Task to carry out: Your answer should be the lines below from the one holding "pub fn float_to_pcm16(samples: &[f32])" through the one holding "not a whole", copied exactly and with nothing else.

• • • • •

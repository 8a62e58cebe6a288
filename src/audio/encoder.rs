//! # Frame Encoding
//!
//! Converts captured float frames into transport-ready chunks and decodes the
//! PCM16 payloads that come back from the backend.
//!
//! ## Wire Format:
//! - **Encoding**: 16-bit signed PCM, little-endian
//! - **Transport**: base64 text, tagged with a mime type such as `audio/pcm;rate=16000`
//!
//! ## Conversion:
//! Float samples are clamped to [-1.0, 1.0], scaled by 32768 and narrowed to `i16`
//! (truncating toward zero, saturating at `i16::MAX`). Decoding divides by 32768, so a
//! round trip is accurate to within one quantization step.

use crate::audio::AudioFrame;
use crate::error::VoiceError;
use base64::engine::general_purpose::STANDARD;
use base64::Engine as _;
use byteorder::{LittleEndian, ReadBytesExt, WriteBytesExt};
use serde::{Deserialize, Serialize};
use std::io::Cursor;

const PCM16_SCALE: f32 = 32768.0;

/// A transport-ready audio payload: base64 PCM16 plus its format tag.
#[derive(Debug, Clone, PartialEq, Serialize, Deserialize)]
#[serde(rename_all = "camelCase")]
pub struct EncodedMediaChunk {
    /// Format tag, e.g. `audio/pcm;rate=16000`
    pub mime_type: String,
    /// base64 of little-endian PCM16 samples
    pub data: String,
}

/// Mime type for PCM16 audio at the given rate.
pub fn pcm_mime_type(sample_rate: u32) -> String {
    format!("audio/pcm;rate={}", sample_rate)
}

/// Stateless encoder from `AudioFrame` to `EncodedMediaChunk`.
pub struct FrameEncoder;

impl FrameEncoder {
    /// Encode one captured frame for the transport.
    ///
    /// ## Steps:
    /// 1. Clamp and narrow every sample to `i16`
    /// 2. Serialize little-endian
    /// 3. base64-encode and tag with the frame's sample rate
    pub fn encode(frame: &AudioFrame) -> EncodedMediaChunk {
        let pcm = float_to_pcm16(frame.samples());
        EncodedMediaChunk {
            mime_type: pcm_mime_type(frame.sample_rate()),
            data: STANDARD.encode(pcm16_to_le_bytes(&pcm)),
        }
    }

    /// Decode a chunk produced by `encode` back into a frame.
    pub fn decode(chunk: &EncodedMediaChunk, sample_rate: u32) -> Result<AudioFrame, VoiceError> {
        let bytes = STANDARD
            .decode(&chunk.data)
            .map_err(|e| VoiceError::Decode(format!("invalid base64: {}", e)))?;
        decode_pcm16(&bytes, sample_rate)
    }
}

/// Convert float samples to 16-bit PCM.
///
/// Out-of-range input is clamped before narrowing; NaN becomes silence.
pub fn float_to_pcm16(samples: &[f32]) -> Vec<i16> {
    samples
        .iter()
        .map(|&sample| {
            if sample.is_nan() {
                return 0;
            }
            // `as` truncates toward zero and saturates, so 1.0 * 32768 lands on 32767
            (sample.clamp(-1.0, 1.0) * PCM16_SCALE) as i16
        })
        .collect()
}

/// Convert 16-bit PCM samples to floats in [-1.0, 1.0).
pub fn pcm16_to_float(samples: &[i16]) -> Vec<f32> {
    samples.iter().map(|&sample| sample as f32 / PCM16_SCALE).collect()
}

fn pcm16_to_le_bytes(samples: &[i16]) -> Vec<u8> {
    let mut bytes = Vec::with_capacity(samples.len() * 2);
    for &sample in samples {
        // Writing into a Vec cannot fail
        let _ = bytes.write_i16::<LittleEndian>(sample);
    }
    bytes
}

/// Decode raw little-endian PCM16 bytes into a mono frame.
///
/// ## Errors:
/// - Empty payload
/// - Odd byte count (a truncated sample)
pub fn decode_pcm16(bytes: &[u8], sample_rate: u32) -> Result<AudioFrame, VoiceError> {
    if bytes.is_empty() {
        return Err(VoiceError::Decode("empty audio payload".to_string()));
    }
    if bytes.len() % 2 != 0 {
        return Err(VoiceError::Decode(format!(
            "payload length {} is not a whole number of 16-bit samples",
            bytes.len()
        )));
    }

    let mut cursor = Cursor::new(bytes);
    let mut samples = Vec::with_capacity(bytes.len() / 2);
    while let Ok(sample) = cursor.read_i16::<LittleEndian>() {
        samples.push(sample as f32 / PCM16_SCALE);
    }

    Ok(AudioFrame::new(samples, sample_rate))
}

• • • • •

Result of the task:
pub fn float_to_pcm16(samples: &[f32]) -> Vec<i16> {
    samples
        .iter()
        .map(|&sample| {
            if sample.is_nan() {
                return 0;
            }
            // `as` truncates toward zero and saturates, so 1.0 * 32768 lands on 32767
            (sample.clamp(-1.0, 1.0) * PCM16_SCALE) as i16
        })
        .collect()
}

/// Convert 16-bit PCM samples to floats in [-1.0, 1.0).
pub fn pcm16_to_float(samples: &[i16]) -> Vec<f32> {
    samples.iter().map(|&sample| sample as f32 / PCM16_SCALE).collect()
}

fn pcm16_to_le_bytes(samples: &[i16]) -> Vec<u8> {
    let mut bytes = Vec::with_capacity(samples.len() * 2);
    for &sample in samples {
        // Writing into a Vec cannot fail
        let _ = bytes.write_i16::<LittleEndian>(sample);
    }
    bytes
}

/// Decode raw little-endian PCM16 bytes into a mono frame.
///
/// ## Errors:
/// - Empty payload
/// - Odd byte count (a truncated sample)
pub fn decode_pcm16(bytes: &[u8], sample_rate: u32) -> Result<AudioFrame, VoiceError> {
    if bytes.is_empty() {
        return Err(VoiceError::Decode("empty audio payload".to_string()));
    }
    if bytes.len() % 2 != 0 {
        return Err(VoiceError::Decode(format!(
            "payload length {} is not a whole number of 16-bit samples",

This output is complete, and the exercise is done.